El mensaje burgués surgido de las grandes ciudades, muchas veces ajeno al proyecto genuino del marxismo – el de la restauración de la Comunidad-en oficial, en pensamiento único. El socialismo y el liberalismo, entre otras tendencias principales, lo han asumido, extrapolando conceptos sólo viables en el sentido jurídico (los que están presentes en la Declaración Universal de los Derechos Humanos, fundamentalmente) y presentándolos como fin en sí mismo. Al mismo tiempo, el concepto medular del Capitalismo, la Mercancía, permanece encerrado en el sanctasanctórum. Todo, absolutamente todo, es considerado Mercancía en este sistema de Producción. La Tierra, el Trabajo, todo tipo de servicio y relación humana. Nadie, aparentemente, quiere darse cuenta de aquello que Marx dejó entrever ya en su capítulo sobre la Mercancía.
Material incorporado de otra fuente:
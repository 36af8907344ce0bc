use std::collections::HashMap;

use crate::error::MountError;

/// Mount options keyed by option name. Flag options carry an empty value.
pub type MountOptions = HashMap<String, String>;

const FIELD_COUNT: usize = 6;

/// One mount-table line, split into its meaningful fields.
#[derive(Debug, Clone, PartialEq, Eq)]
pub struct ParsedMount {
    pub device: String,
    pub mount_point: String,
    pub fs_type: String,
    pub options: MountOptions,
}

/// Parses a line of the form `<device> <mountpoint> <fstype> <options> <dump> <pass>`.
///
/// Dump and pass are required to be present but are otherwise ignored. Any
/// other field count is a [`MountError::Parse`]; callers skip such lines.
pub fn parse_line(line: &str) -> Result<ParsedMount, MountError> {
    let fields: Vec<&str> = line.split_whitespace().collect();
    let [device, mount_point, fs_type, options, _dump, _pass] = fields.as_slice() else {
        return Err(MountError::Parse {
            line: line.to_string(),
            reason: format!("expected {} fields, found {}", FIELD_COUNT, fields.len()),
        });
    };

    Ok(ParsedMount {
        device: unescape(device),
        mount_point: unescape(mount_point),
        fs_type: fs_type.to_string(),
        options: parse_options(options),
    })
}

/// Splits a comma separated option field.
///
/// Each option is split once, on its first `=`: `vers=4` becomes
/// `vers -> 4`, `rw` becomes `rw -> ""` and `a=b=c` becomes `a -> b=c`.
/// Empty tokens are dropped and a repeated key keeps its last value.
pub fn parse_options(options: &str) -> MountOptions {
    options
        .split(',')
        .filter(|token| !token.is_empty())
        .map(|token| match token.split_once('=') {
            Some((key, value)) => (key.to_string(), value.to_string()),
            None => (token.to_string(), String::new()),
        })
        .collect()
}

// The kernel writes space, tab, newline and backslash as three-digit octal
// escapes (`\040`, `\011`, `\012`, `\134`).
fn unescape(field: &str) -> String {
    if !field.contains('\\') {
        return field.to_string();
    }

    let bytes = field.as_bytes();
    let mut out = Vec::with_capacity(bytes.len());
    let mut i = 0;
    while i < bytes.len() {
        if bytes[i] == b'\\' && i + 3 < bytes.len() && is_octal_escape(&bytes[i + 1..i + 4]) {
            let digits = &field[i + 1..i + 4];
            if let Ok(value) = u8::from_str_radix(digits, 8) {
                out.push(value);
                i += 4;
                continue;
            }
        }
        out.push(bytes[i]);
        i += 1;
    }
    String::from_utf8_lossy(&out).into_owned()
}

fn is_octal_escape(digits: &[u8]) -> bool {
    digits.iter().all(|d| (b'0'..=b'7').contains(d))
}
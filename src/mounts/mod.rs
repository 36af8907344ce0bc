//! Mount discovery and drive classification.
//!
//! The kernel's mount table is read line by line, each line is parsed into a
//! [`parser::ParsedMount`], classified with [`classify::classify`] against the
//! process-wide [`filesystems::FilesystemTypeRegistry`] and turned into a
//! [`Mount`]. Capacity figures are never captured at parse time: every
//! accessor on [`Mount`] asks the OS again through its [`volume::VolumeInfo`].

use std::collections::HashMap;
use std::fmt;
use std::path::Path;

use serde::{Deserialize, Serialize};

use crate::error::{MountError, VolumeError};

pub mod classify;
pub mod filesystems;
pub mod parser;
pub mod proc;
pub mod volume;

pub use classify::classify;
pub use filesystems::FilesystemTypeRegistry;
pub use parser::{parse_line, parse_options, MountOptions, ParsedMount};
pub use proc::ProcMountProvider;
pub use volume::{VolumeInfo, VolumeStats};

/// Storage medium of a mount, used to pick capacity and write policies.
///
/// The Linux mount reader only ever yields `Unknown`, `Fixed` and `Network`.
/// The remaining variants exist for drive enumerators on other platforms.
#[derive(Debug, Clone, Copy, PartialEq, Eq, Hash, Serialize, Deserialize)]
#[serde(rename_all = "lowercase")]
pub enum DriveType {
    Unknown,
    Fixed,
    Network,
    Removable,
    #[serde(rename = "ramdisk")]
    Ram,
    CdRom,
}

impl DriveType {
    pub fn as_str(&self) -> &'static str {
        match self {
            DriveType::Unknown => "unknown",
            DriveType::Fixed => "fixed",
            DriveType::Network => "network",
            DriveType::Removable => "removable",
            DriveType::Ram => "ramdisk",
            DriveType::CdRom => "cdrom",
        }
    }
}

impl fmt::Display for DriveType {
    fn fmt(&self, f: &mut fmt::Formatter<'_>) -> fmt::Result {
        f.write_str(self.as_str())
    }
}

/// A mounted filesystem.
///
/// Identity fields are fixed at construction. Space, label and readiness are
/// re-queried on every call, so two reads may disagree if the volume changed
/// in between.
#[derive(Debug, Clone)]
pub struct Mount {
    drive_type: DriveType,
    name: String,
    root_directory: String,
    drive_format: String,
    options: MountOptions,
    volume: VolumeInfo,
}

impl Mount {
    pub fn new(
        drive_type: DriveType,
        name: impl Into<String>,
        root_directory: impl Into<String>,
        drive_format: impl Into<String>,
        options: MountOptions,
        volume: VolumeInfo,
    ) -> Self {
        Self {
            drive_type,
            name: name.into(),
            root_directory: root_directory.into(),
            drive_format: drive_format.into(),
            options,
            volume,
        }
    }

    pub fn drive_type(&self) -> DriveType {
        self.drive_type
    }

    /// Device identifier, e.g. `/dev/sda1`, `nas:/share` or a pool dataset name.
    pub fn name(&self) -> &str {
        &self.name
    }

    pub fn root_directory(&self) -> &str {
        &self.root_directory
    }

    /// Filesystem type as reported by the kernel (`ext4`, `nfs`, `zfs`, ...).
    pub fn drive_format(&self) -> &str {
        &self.drive_format
    }

    pub fn options(&self) -> &HashMap<String, String> {
        &self.options
    }

    pub fn is_read_only(&self) -> bool {
        self.options.contains_key("ro")
    }

    /// Bytes available to unprivileged users.
    pub fn available_free_space(&self) -> Result<u64, VolumeError> {
        self.volume.stats().map(|s| s.available_bytes)
    }

    /// Free bytes including blocks reserved for root.
    pub fn total_free_space(&self) -> Result<u64, VolumeError> {
        self.volume.stats().map(|s| s.free_bytes)
    }

    pub fn total_size(&self) -> Result<u64, VolumeError> {
        self.volume.stats().map(|s| s.total_bytes)
    }

    /// All three capacity figures from a single query.
    pub fn volume_stats(&self) -> Result<VolumeStats, VolumeError> {
        self.volume.stats()
    }

    pub fn volume_label(&self) -> Result<String, VolumeError> {
        self.volume.label()
    }

    pub fn is_ready(&self) -> bool {
        self.volume.is_ready()
    }
}

/// A source of mount records.
///
/// The proc-based reader is the Linux implementation; drive-letter
/// enumeration on Windows would plug in here as well.
pub trait MountProvider: Send + Sync {
    /// Enumerates the current mounts, in source order.
    ///
    /// An absent source yields an empty list. A source that exists but
    /// cannot be read is a [`MountError::Io`].
    fn read_mounts(&self) -> Result<Vec<Mount>, MountError>;

    /// Like [`read_mounts`](Self::read_mounts) but never fails: an unreadable
    /// source is logged and yields an empty list.
    fn get_mounts(&self) -> Vec<Mount> {
        match self.read_mounts() {
            Ok(mounts) => mounts,
            Err(e) => {
                tracing::warn!("Unable to enumerate mounts: {}", e);
                Vec::new()
            }
        }
    }

    /// The mount that owns `path`, see [`find_mount`].
    fn get_mount(&self, path: &Path) -> Option<Mount> {
        find_mount(&self.get_mounts(), path).cloned()
    }
}

/// Finds the mount whose root directory is `path` itself or its closest
/// ancestor.
///
/// Matching is per path component, so `/data` does not own `/database`. When
/// several mounts share a root directory the last one wins, which is the one
/// stacked on top in mount-table order.
pub fn find_mount<'a>(mounts: &'a [Mount], path: impl AsRef<Path>) -> Option<&'a Mount> {
    let path = path.as_ref();
    mounts
        .iter()
        .filter(|m| path.starts_with(m.root_directory()))
        .max_by_key(|m| Path::new(m.root_directory()).components().count())
}
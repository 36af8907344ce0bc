use std::collections::HashSet;
use std::fs;
use std::path::{Path, PathBuf};
use std::sync::{mpsc, Mutex};
use std::thread;
use std::time::Duration;

use serde::Serialize;

use crate::error::VolumeError;

/// Where udev publishes filesystem labels as symlinks to their devices.
pub const DEFAULT_LABEL_DIR: &str = "/dev/disk/by-label";

/// Capacity figures of a volume, in bytes.
#[derive(Debug, Clone, Copy, PartialEq, Eq, Serialize)]
pub struct VolumeStats {
    /// Free space usable by unprivileged users.
    pub available_bytes: u64,
    /// Free space including root-reserved blocks.
    pub free_bytes: u64,
    pub total_bytes: u64,
}

/// Lazy view on the volume behind a mount point.
///
/// Holds nothing but where to look; every method queries the OS again.
#[derive(Debug, Clone)]
pub struct VolumeInfo {
    root: PathBuf,
    device: String,
    label_dir: PathBuf,
    timeout: Option<Duration>,
}

impl VolumeInfo {
    pub fn new(root: impl Into<PathBuf>, device: impl Into<String>) -> Self {
        Self {
            root: root.into(),
            device: device.into(),
            label_dir: PathBuf::from(DEFAULT_LABEL_DIR),
            timeout: None,
        }
    }

    pub fn with_label_dir(mut self, label_dir: impl Into<PathBuf>) -> Self {
        self.label_dir = label_dir.into();
        self
    }

    /// Bounds every query by `timeout`. Used for network mounts, whose
    /// statistics call can hang indefinitely once the server is gone.
    pub fn with_timeout(mut self, timeout: Option<Duration>) -> Self {
        self.timeout = timeout;
        self
    }

    pub fn stats(&self) -> Result<VolumeStats, VolumeError> {
        match self.timeout {
            Some(timeout) => stats_with_timeout(&self.root, timeout),
            None => statvfs(&self.root),
        }
    }

    pub fn is_ready(&self) -> bool {
        self.stats().is_ok()
    }

    /// The filesystem label of the mount's device, or the mount point itself
    /// when the device has no label.
    pub fn label(&self) -> Result<String, VolumeError> {
        self.stats()?;
        Ok(find_label(&self.device, &self.label_dir)
            .unwrap_or_else(|| self.root.display().to_string()))
    }
}

lazy_static::lazy_static! {
    // Roots with a bounded query still running. A hung statvfs cannot be
    // interrupted, so at most one worker per root is ever left behind.
    static ref IN_FLIGHT: Mutex<HashSet<PathBuf>> = Mutex::new(HashSet::new());
}

fn stats_with_timeout(root: &Path, timeout: Duration) -> Result<VolumeStats, VolumeError> {
    stats_with_timeout_using(statvfs, root, timeout)
}

/// Runs `query` on a worker thread and waits at most `timeout` for it.
///
/// While an earlier worker for the same root has not returned, no new one is
/// started and the call times out at once.
pub(crate) fn stats_with_timeout_using<F>(
    query: F,
    root: &Path,
    timeout: Duration,
) -> Result<VolumeStats, VolumeError>
where
    F: FnOnce(&Path) -> Result<VolumeStats, VolumeError> + Send + 'static,
{
    let timed_out = || VolumeError::TimedOut {
        path: root.display().to_string(),
        timeout_ms: timeout.as_millis() as u64,
    };

    let path = root.to_path_buf();
    {
        let mut in_flight = IN_FLIGHT.lock().unwrap_or_else(|e| e.into_inner());
        if !in_flight.insert(path.clone()) {
            tracing::debug!("Earlier query on {} still pending", root.display());
            return Err(timed_out());
        }
    }

    let (tx, rx) = mpsc::channel();
    thread::spawn(move || {
        let result = query(&path);
        IN_FLIGHT.lock().unwrap_or_else(|e| e.into_inner()).remove(&path);
        let _ = tx.send(result);
    });
    rx.recv_timeout(timeout).unwrap_or_else(|_| Err(timed_out()))
}

#[cfg(unix)]
fn statvfs(path: &Path) -> Result<VolumeStats, VolumeError> {
    use std::ffi::CString;
    use std::os::unix::ffi::OsStrExt;

    let c_path = CString::new(path.as_os_str().as_bytes())
        .map_err(|_| VolumeError::unavailable(path, "path contains a NUL byte"))?;
    let mut buf = std::mem::MaybeUninit::<libc::statvfs>::uninit();
    let rc = unsafe { libc::statvfs(c_path.as_ptr(), buf.as_mut_ptr()) };
    if rc != 0 {
        let err = std::io::Error::last_os_error();
        return Err(VolumeError::unavailable(path, err.to_string()));
    }
    let st = unsafe { buf.assume_init() };

    let block_size = if st.f_frsize > 0 { st.f_frsize as u64 } else { st.f_bsize as u64 };
    Ok(VolumeStats {
        available_bytes: (st.f_bavail as u64).saturating_mul(block_size),
        free_bytes: (st.f_bfree as u64).saturating_mul(block_size),
        total_bytes: (st.f_blocks as u64).saturating_mul(block_size),
    })
}

#[cfg(not(unix))]
fn statvfs(path: &Path) -> Result<VolumeStats, VolumeError> {
    Err(VolumeError::unavailable(path, "volume statistics are not supported on this platform"))
}

fn find_label(device: &str, label_dir: &Path) -> Option<String> {
    // Pseudo devices like `tank` or `nas:/x` are not paths.
    if !device.starts_with('/') {
        return None;
    }
    let target = fs::canonicalize(device).ok()?;
    fs::read_dir(label_dir).ok()?.flatten().find_map(|entry| {
        let resolved = fs::canonicalize(entry.path()).ok()?;
        if resolved == target {
            Some(decode_label(&entry.file_name().to_string_lossy()))
        } else {
            None
        }
    })
}

// udev hex-escapes unsafe characters in label link names, e.g. `My\x20Disk`.
fn decode_label(name: &str) -> String {
    let mut out = Vec::with_capacity(name.len());
    let bytes = name.as_bytes();
    let mut i = 0;
    while i < bytes.len() {
        if bytes[i] == b'\\'
            && i + 3 < bytes.len()
            && bytes[i + 1] == b'x'
            && bytes[i + 2].is_ascii_hexdigit()
            && bytes[i + 3].is_ascii_hexdigit()
        {
            if let Ok(value) = u8::from_str_radix(&name[i + 2..i + 4], 16) {
                out.push(value);
                i += 4;
                continue;
            }
        }
        out.push(bytes[i]);
        i += 1;
    }
    String::from_utf8_lossy(&out).into_owned()
}
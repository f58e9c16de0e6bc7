use std::fmt;

/// Build an `impl fmt::Display` value out of a formatting closure.
pub fn display_fn<F>(f: F) -> impl fmt::Display
where
    F: Fn(&mut fmt::Formatter<'_>) -> fmt::Result,
{
    struct DisplayFn<F>(F);
    impl<F> fmt::Display for DisplayFn<F>
    where
        F: Fn(&mut fmt::Formatter<'_>) -> fmt::Result,
    {
        fn fmt(&self, formatter: &mut fmt::Formatter<'_>) -> fmt::Result {
            (self.0)(formatter)
        }
    }
    DisplayFn(f)
}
Que el concepto de Igualdad (de todos los hombres) encubre la desigualdad material de la especie en todos los aspectos, muy principalmente en el de la posesión de los medios de producción. Las sociedades humanas un tanto complejas ya poseen distinciones jerárquicas, y por ejemplo entre los antiguos indoeuropeos hay una partición trimembre de funciones que, con las debidas transformaciones llegan casi hasta hoy. El hoy que ha conocido una extraordinaria división del trabajo, una dialéctica incesante entre especialización de oficios (impulsada por el desarrollo científico-técnico) y una descualificación de oficios. Porque es preciso decirlo: el capitalismo ya no puede dar pasos hacia delante si no es por medio de esa proletarización. Vivimos sumidos en un izquierdismo que ha llegado a ser la coartada para la explotación y el imperio de la producción de mercancías para la apropiación de la plusvalía. Se radicalizan ideas igualitaristas y democratistas, y se sacan de madre, con el fin de asegurar el imperio del capitalismo.
Nota: las páginas citadas están tomadas de la excelente versión de «El Capital», traducción de Wenceslao Roces, Fondo de Cultura Económica, tomo I; México, 2000.